Les guerres disent qu’elles se font pour de bonnes raisons : la sécurité internationale, la dignité nationale, la démocratie, la liberté, l’ordre, la mission de la Civilisation ou encore la ‘volonté de Dieu’. Personne n’a l’honnêteté d’avouer : ‘Moi je tue pour voler ‘.
Au Congo, au cours de la guerre de quatre années (suspendue depuis 2002), pas moins de trois millions de civils sont morts. Ils sont morts pour le coltan mais eux ne le savaient pas. Le coltan est un minerai rare, et son nom étrange désigne le mélange de deux minéraux appelés columbium et tantale. Le coltan ne valait pas grand-chose, jusqu’à ce qu’on découvre qu’il était indispensable pour la fabrication des téléphones portables, navettes spatiales, ordinateurs et missiles ; depuis, il est plus cher que l’or. Presque toutes les réserves connues de coltan sont dans les sables du Congo. Il y a plus de quarante ans, Patrice Lumumba fut sacrifié sur un autel d’or et de diamants. Son pays recommence à le tuer chaque jour. Le Congo, pays très pauvre, est très riche en minerais, et ce cadeau de la nature continue à se révéler une malédiction de l’histoire. Les Africains appellent le pétrole ‘merde du diable’.
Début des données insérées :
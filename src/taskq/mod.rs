//! Task queue, lifecycle tracker, and the proxy keeping both in sync.
//!
//! The queue is a plain FIFO, the tracker a lifecycle table; the
//! [`TaskProxy`] is the recommended (and only synchronized) way of using
//! the two together.

pub mod proxy;
pub mod queue;
pub mod state;
pub mod tracker;

pub use proxy::TaskProxy;
pub use queue::Queue;
pub use state::CompletionState;
pub use tracker::Tracker;
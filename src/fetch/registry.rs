//! Aggregator and filehost registries.
//!
//! Aggregators are selected by conventional name or by matching the item
//! URL against registered patterns; filehosts are selected by the hostname
//! of the download-page URL.

use std::sync::Arc;

use regex::Regex;

use crate::error::FetchError;

use super::{Aggregator, Filehost, hostname};

struct AggregatorEntry {
    aggregator: Arc<dyn Aggregator>,
    url_patterns: Vec<Regex>,
}

/// Registry of supported source sites.
#[derive(Default)]
pub struct AggregatorRegistry {
    entries: Vec<AggregatorEntry>,
}

impl AggregatorRegistry {
    pub fn new() -> Self {
        Self::default()
    }

    /// Register an aggregator with the URL patterns it serves. Names must
    /// be unique.
    pub fn register(
        &mut self,
        aggregator: Arc<dyn Aggregator>,
        url_patterns: Vec<Regex>,
    ) -> Result<(), FetchError> {
        if self.by_name(aggregator.name()).is_ok() {
            return Err(FetchError::UnknownAggregator(format!(
                "{} is already registered",
                aggregator.name()
            )));
        }
        self.entries.push(AggregatorEntry {
            aggregator,
            url_patterns,
        });
        Ok(())
    }

    pub fn is_registered(&self, name: &str) -> bool {
        self.by_name(name).is_ok()
    }

    pub fn by_name(&self, name: &str) -> Result<Arc<dyn Aggregator>, FetchError> {
        self.entries
            .iter()
            .find(|e| e.aggregator.name() == name)
            .map(|e| Arc::clone(&e.aggregator))
            .ok_or_else(|| FetchError::UnknownAggregator(name.to_string()))
    }

    /// Select the aggregator whose patterns match `url`.
    pub fn by_url(&self, url: &str) -> Result<Arc<dyn Aggregator>, FetchError> {
        self.entries
            .iter()
            .find(|e| e.url_patterns.iter().any(|p| p.is_match(url)))
            .map(|e| Arc::clone(&e.aggregator))
            .ok_or_else(|| FetchError::UnknownAggregator(url.to_string()))
    }

    pub fn names(&self) -> Vec<&str> {
        self.entries.iter().map(|e| e.aggregator.name()).collect()
    }
}

struct FilehostEntry {
    filehost: Arc<dyn Filehost>,
    hostnames: Vec<String>,
}

/// Registry of supported storage providers.
#[derive(Default)]
pub struct FilehostRegistry {
    entries: Vec<FilehostEntry>,
    /// Used when no hostname matches, if set (e.g. plain HTTP downloads).
    fallback: Option<Arc<dyn Filehost>>,
}

impl FilehostRegistry {
    pub fn new() -> Self {
        Self::default()
    }

    /// Register a filehost for the hostnames it serves. Names must be
    /// unique.
    pub fn register(
        &mut self,
        filehost: Arc<dyn Filehost>,
        hostnames: Vec<String>,
    ) -> Result<(), FetchError> {
        if self.entries.iter().any(|e| e.filehost.name() == filehost.name()) {
            return Err(FetchError::UnknownFilehost(format!(
                "{} is already registered",
                filehost.name()
            )));
        }
        self.entries.push(FilehostEntry {
            filehost,
            hostnames,
        });
        Ok(())
    }

    /// Filehost used when no registered hostname matches.
    pub fn set_fallback(&mut self, filehost: Arc<dyn Filehost>) {
        self.fallback = Some(filehost);
    }

    /// Select the filehost serving the hostname of `url`.
    pub fn by_url(&self, url: &str) -> Result<Arc<dyn Filehost>, FetchError> {
        let host = hostname(url).ok_or_else(|| FetchError::UnknownFilehost(url.to_string()))?;
        self.entries
            .iter()
            .find(|e| {
                e.hostnames
                    .iter()
                    .any(|h| host == h || host.ends_with(&format!(".{h}")))
            })
            .map(|e| Arc::clone(&e.filehost))
            .or_else(|| self.fallback.clone())
            .ok_or_else(|| FetchError::UnknownFilehost(url.to_string()))
    }

    pub fn names(&self) -> Vec<&str> {
        self.entries.iter().map(|e| e.filehost.name()).collect()
    }
}
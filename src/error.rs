//! Error types for slugdl.

/// Top-level error type for the downloader.
#[derive(Debug, thiserror::Error)]
pub enum Error {
    #[error("Configuration error: {0}")]
    Config(#[from] ConfigError),

    #[error("Queue error: {0}")]
    Queue(#[from] QueueError),

    #[error("Tracker error: {0}")]
    Tracker(#[from] TrackerError),

    #[error("Fetch error: {0}")]
    Fetch(#[from] FetchError),

    #[error("Store error: {0}")]
    Store(#[from] StoreError),
}

/// Configuration-related errors.
#[derive(Debug, thiserror::Error)]
pub enum ConfigError {
    #[error("Invalid configuration value for {key}: {message}")]
    InvalidValue { key: String, message: String },

    #[error("IO error: {0}")]
    Io(#[from] std::io::Error),
}

/// Structural queue errors.
#[derive(Debug, thiserror::Error, PartialEq, Eq)]
pub enum QueueError {
    #[error("Queue is empty")]
    EmptyQueue,

    #[error("No matching element found")]
    NotFound,
}

/// Tracker and lifecycle-state errors.
#[derive(Debug, thiserror::Error, PartialEq, Eq)]
pub enum TrackerError {
    #[error("A task with an equal key already exists")]
    AlreadyExists,

    #[error("Task not found")]
    NotFound,

    #[error("Completion state {0} is out of range")]
    InvalidState(i64),

    #[error("Cannot {op} a task in state {from}")]
    IllegalTransition { from: &'static str, op: &'static str },

    #[error("Cannot remove a running task")]
    CannotRemoveRunning,
}

/// Failures from external resolution collaborators.
///
/// These are captured per task, recorded on the `Task`, and converted into
/// a completed-with-error transition; they never cross the runner boundary.
#[derive(Debug, thiserror::Error)]
pub enum FetchError {
    #[error("No aggregator registered for {0}")]
    UnknownAggregator(String),

    #[error("No filehost registered for {0}")]
    UnknownFilehost(String),

    #[error("Content not found (404) for slug {0}")]
    NotFound(String),

    #[error("Browser driver error: {0}")]
    Driver(String),

    #[error("Page evaluation error: {0}")]
    Evaluate(String),

    #[error("Download failed: {0}")]
    Download(String),

    #[error("Task cancelled")]
    Cancelled,

    #[error("IO error: {0}")]
    Io(#[from] std::io::Error),
}

/// Persistence errors. The open path degrades to the in-memory backend
/// instead of propagating these to the caller.
#[derive(Debug, thiserror::Error)]
pub enum StoreError {
    #[error("Failed to open store: {0}")]
    Open(String),

    #[error("Query failed: {0}")]
    Query(String),

    #[error("Record not found: {0}")]
    NotFound(String),

    #[error("Serialization error: {0}")]
    Serialization(String),
}

/// Result type alias for the downloader.
pub type Result<T> = std::result::Result<T, Error>;
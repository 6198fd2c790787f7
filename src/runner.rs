//! Task runner — admission, scheduling, and per-task execution.
//!
//! A single scheduling loop waits for work, admits up to
//! `max_concurrent` running downloads, and spawns one execution task
//! per download. Executions drive the [`fetch`](crate::fetch)
//! collaborators (browser page, aggregator, filehost) through the
//! staged resolution pipeline and always reach a terminal state:
//! whatever happens, the task ends `completed` with or without an
//! error recorded, never stuck `running`.

use std::sync::Arc;

use tokio::sync::watch;
use tokio::task::JoinHandle;
use tracing::{debug, error, info, warn};

use crate::error::{Error, FetchError, QueueError, TrackerError};
use crate::event::{Broker, TaskEvent};
use crate::fetch::{
    Aggregator, AggregatorRegistry, BrowserDriver, DownloadDirs, FilehostRegistry, Page,
};
use crate::store::{TaskRecord, TaskStore};
use crate::task::{Task, TaskId, TaskSnapshot, same_key};
use crate::taskq::{CompletionState, TaskProxy};

/// Everything the runner needs to operate.
pub struct RunnerDeps {
    pub broker: Arc<Broker>,
    pub store: Arc<dyn TaskStore>,
    pub driver: Arc<dyn BrowserDriver>,
    pub aggregators: Arc<AggregatorRegistry>,
    pub filehosts: Arc<FilehostRegistry>,
    pub dirs: DownloadDirs,
    pub max_concurrent: usize,
}

pub struct Runner {
    proxy: TaskProxy<Arc<Task>>,
    broker: Arc<Broker>,
    store: Arc<dyn TaskStore>,
    driver: Arc<dyn BrowserDriver>,
    aggregators: Arc<AggregatorRegistry>,
    filehosts: Arc<FilehostRegistry>,
    dirs: DownloadDirs,
    max_concurrent: usize,
}

impl Runner {
    pub fn new(deps: RunnerDeps) -> Arc<Self> {
        Arc::new(Self {
            proxy: TaskProxy::with_comparator(same_key),
            broker: deps.broker,
            store: deps.store,
            driver: deps.driver,
            aggregators: deps.aggregators,
            filehosts: deps.filehosts,
            dirs: deps.dirs,
            max_concurrent: deps.max_concurrent.max(1),
        })
    }

    pub fn proxy(&self) -> &TaskProxy<Arc<Task>> {
        &self.proxy
    }

    /// Admit a new download.
    ///
    /// `slug` may be a bare item identifier for `aggregator`, or a full
    /// item URL, in which case the owning aggregator is inferred from
    /// the URL and `aggregator` is ignored.
    pub async fn admit(&self, aggregator: &str, slug: &str) -> Result<TaskSnapshot, Error> {
        let slug = slug.trim();
        let agg = if slug.starts_with("http://") || slug.starts_with("https://") {
            self.aggregators.by_url(slug)?
        } else {
            self.aggregators.by_name(aggregator)?
        };

        let task = Task::new(agg.name(), slug);
        let snapshot = task.snapshot();

        // Quiet admission: the Admitted event and the store record must be
        // in place before the runner can publish Activated for this task.
        self.proxy.enqueue_if_absent_quiet(task).await?;

        let record = TaskRecord::new(snapshot.clone(), CompletionState::Queued);
        if let Err(e) = self.store.insert(&record).await {
            warn!(task_id = %snapshot.id, error = %e, "Failed to persist admitted task");
        }

        info!(task_id = %snapshot.id, "Task admitted");
        self.broker.publish(TaskEvent::Admitted {
            task: snapshot.clone(),
        });
        self.proxy.wake();
        Ok(snapshot)
    }

    /// Snapshot of every tracked task and its state.
    pub async fn list(&self) -> Vec<(TaskSnapshot, CompletionState)> {
        self.proxy
            .all_tasks()
            .await
            .into_iter()
            .map(|(task, state)| (task.snapshot(), state))
            .collect()
    }

    pub async fn find(&self, id: &TaskId) -> Result<Arc<Task>, TrackerError> {
        self.proxy
            .all_tasks()
            .await
            .into_iter()
            .map(|(task, _)| task)
            .find(|task| task.id() == id)
            .ok_or(TrackerError::NotFound)
    }

    /// Remove a task. Running tasks cannot be removed; cancel them first.
    pub async fn remove(&self, id: &TaskId) -> Result<(), Error> {
        let task = self.find(id).await?;
        self.proxy.remove(&task).await?;

        if let Err(e) = self.store.remove(id).await {
            warn!(task_id = %id, error = %e, "Failed to remove task from store");
        }
        info!(task_id = %id, "Task removed");
        self.broker.publish(TaskEvent::Removed { id: id.clone() });
        Ok(())
    }

    /// Bulk-remove every task in `state`. Rejects `Running`.
    pub async fn remove_in_state(&self, state: CompletionState) -> Result<usize, Error> {
        let victims = self.proxy.tasks_in_state(state).await;
        let removed = self.proxy.remove_from_state(state).await?;

        for task in victims {
            if let Err(e) = self.store.remove(task.id()).await {
                warn!(task_id = %task.id(), error = %e, "Failed to remove task from store");
            }
            self.broker.publish(TaskEvent::Removed {
                id: task.id().clone(),
            });
        }
        info!(count = removed, %state, "Removed tasks in state");
        Ok(removed)
    }

    /// Put a completed task back at the tail of the queue for another
    /// attempt, clearing its previous error and progress.
    pub async fn retry(&self, id: &TaskId) -> Result<TaskSnapshot, Error> {
        let task = self.find(id).await?;
        self.proxy.reset_task_state(&task).await?;
        task.clear_error();

        let snapshot = task.snapshot();
        let record = TaskRecord::new(snapshot.clone(), CompletionState::Queued);
        if let Err(e) = self.store.update(&record).await {
            warn!(task_id = %id, error = %e, "Failed to persist retried task");
        }

        info!(task_id = %id, "Task re-admitted for retry");
        self.broker.publish(TaskEvent::Admitted {
            task: snapshot.clone(),
        });
        self.proxy.wake();
        Ok(snapshot)
    }

    /// Request cooperative cancellation.
    ///
    /// A running task notices at its next cancellation checkpoint and
    /// finishes `completed` with a "cancelled" error; a queued task is
    /// caught by the executor's pre-flight check as soon as it is picked
    /// up.
    pub async fn cancel(&self, id: &TaskId) -> Result<(), Error> {
        let task = self.find(id).await?;
        task.cancel();
        info!(task_id = %id, "Cancellation requested");
        Ok(())
    }

    /// Spawn the scheduling loop. It exits when `shutdown` flips to true.
    pub fn spawn(self: &Arc<Self>, shutdown: watch::Receiver<bool>) -> JoinHandle<()> {
        let runner = Arc::clone(self);
        tokio::spawn(async move {
            runner.run(shutdown).await;
        })
    }

    async fn run(self: Arc<Self>, mut shutdown: watch::Receiver<bool>) {
        info!(max_concurrent = self.max_concurrent, "Runner started");

        loop {
            self.drain().await;

            tokio::select! {
                _ = self.proxy.ready() => {}
                _ = shutdown.changed() => {
                    if *shutdown.borrow() {
                        break;
                    }
                }
            }
        }

        info!("Runner stopped");
    }

    /// Start queued tasks until the queue is empty or the concurrency
    /// cap is reached.
    async fn drain(self: &Arc<Self>) {
        loop {
            let running = self.proxy.count_from_state(CompletionState::Running).await;
            if running >= self.max_concurrent {
                return;
            }

            let task = match self.proxy.advance_new_task_state().await {
                Ok(task) => task,
                Err(Error::Queue(QueueError::EmptyQueue)) => return,
                Err(e) => {
                    error!(error = %e, "Failed to start queued task");
                    return;
                }
            };

            let runner = Arc::clone(self);
            tokio::spawn(async move {
                runner.execute(task).await;
            });
        }
    }

    /// Run one task to its terminal state.
    async fn execute(&self, task: Arc<Task>) {
        let id = task.id().clone();
        debug!(task_id = %id, "Task activated");
        self.broker.publish(TaskEvent::Activated { id: id.clone() });
        self.persist(&task, CompletionState::Running).await;

        let result = self.resolve_and_download(&task).await;

        match &result {
            Ok(()) => info!(task_id = %id, "Download completed"),
            Err(FetchError::Cancelled) => {
                info!(task_id = %id, "Download cancelled");
                task.record_error("cancelled");
            }
            Err(e) => {
                warn!(task_id = %id, error = %e, "Download failed");
                task.record_error(e.to_string());
            }
        }

        // Terminal transition happens no matter how the attempt ended.
        if let Err(e) = self.proxy.advance_task_state(&task).await {
            error!(task_id = %id, error = %e, "Failed to mark task completed");
        }
        self.persist(&task, CompletionState::Completed).await;

        let snapshot = task.snapshot();
        self.broker.publish(match result {
            Ok(()) => TaskEvent::Completed { task: snapshot },
            Err(_) => TaskEvent::Failed { task: snapshot },
        });
    }

    async fn persist(&self, task: &Arc<Task>, state: CompletionState) {
        let record = TaskRecord::new(task.snapshot(), state);
        if let Err(e) = self.store.update(&record).await {
            warn!(task_id = %task.id(), error = %e, "Failed to persist task state");
        }
    }

    /// Staged resolution: open a page, resolve the slug through its
    /// aggregator to a filehost, and download. The page is closed on
    /// every exit path.
    async fn resolve_and_download(&self, task: &Arc<Task>) -> Result<(), FetchError> {
        if task.is_cancelled() {
            return Err(FetchError::Cancelled);
        }

        let aggregator = self.aggregators.by_name(task.aggregator())?;

        let mut page = self.driver.new_page().await?;
        let result = self.run_stages(page.as_mut(), aggregator, task).await;

        if let Err(e) = page.close().await {
            warn!(task_id = %task.id(), error = %e, "Failed to close page");
        }
        result
    }

    async fn run_stages(
        &self,
        page: &mut dyn Page,
        aggregator: Arc<dyn Aggregator>,
        task: &Arc<Task>,
    ) -> Result<(), FetchError> {
        let url = aggregator.resolve_url(task.slug());
        page.goto(&url).await?;
        page.wait_for_load().await?;

        if aggregator.is_404(page).await? {
            return Err(FetchError::NotFound(task.slug().to_string()));
        }

        let display_name = aggregator.display_name(page).await?;
        task.set_display_name(&display_name);

        let filehost_url = aggregator.open_download_page(page).await?;
        task.set_filehost_url(&filehost_url);

        let filehost = self.filehosts.by_url(&filehost_url)?;
        debug!(task_id = %task.id(), filehost = filehost.name(), "Resolved filehost");

        let ext = filehost.file_ext(page).await?;
        let stem = if display_name.trim().is_empty() {
            filehost.file_name(page).await?
        } else {
            display_name
        };
        let filename = format!("{}.{ext}", sanitize_filename(&stem));
        task.set_filename(&filename);

        let broker = Arc::clone(&self.broker);
        let progress_task = Arc::clone(task);
        let on_progress = move |percent: u8| {
            progress_task.set_progress(percent);
            broker.publish(TaskEvent::Progress {
                id: progress_task.id().clone(),
                percent,
            });
        };

        let mut cancel = task.cancel_signal();
        filehost
            .download(page, &self.dirs, &filename, &on_progress, &mut cancel)
            .await
    }
}

/// Strip characters that are unsafe in filenames on common filesystems.
fn sanitize_filename(name: &str) -> String {
    name.chars()
        .map(|c| match c {
            '/' | '\\' | ':' | '*' | '?' | '"' | '<' | '>' | '|' => '_',
            c if c.is_control() => '_',
            c => c,
        })
        .collect::<String>()
        .trim()
        .to_string()
}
En 1978, on découvrit du pétrole dans le sud du Soudan. On sait que sept ans après, les réserves atteignaient déjà plus du double, la plus grande quantité se trouvant dans l’ouest du pays, dans la région du Darfour. Là, récemment, il y a eu, et il continue à y avoir, un autre massacre. De nombreux paysans noirs, deux millions selon certaines estimations, se sont enfuis ou ont été tué par balles, au couteau ou par la faim, au passage des milices arabes que le gouvernement soutient avec des chars d’assaut et des hélicoptères. Cette guerre se déguise en conflit ethnique et religieux entre les bergers arabes, musulmans, et les paysans noirs, chrétiens et animistes. Mais il se trouve que les villages incendiés et les champs dévastés étaient là où commencent maintenant à se dresser les tours pétrolières qui forent la terre.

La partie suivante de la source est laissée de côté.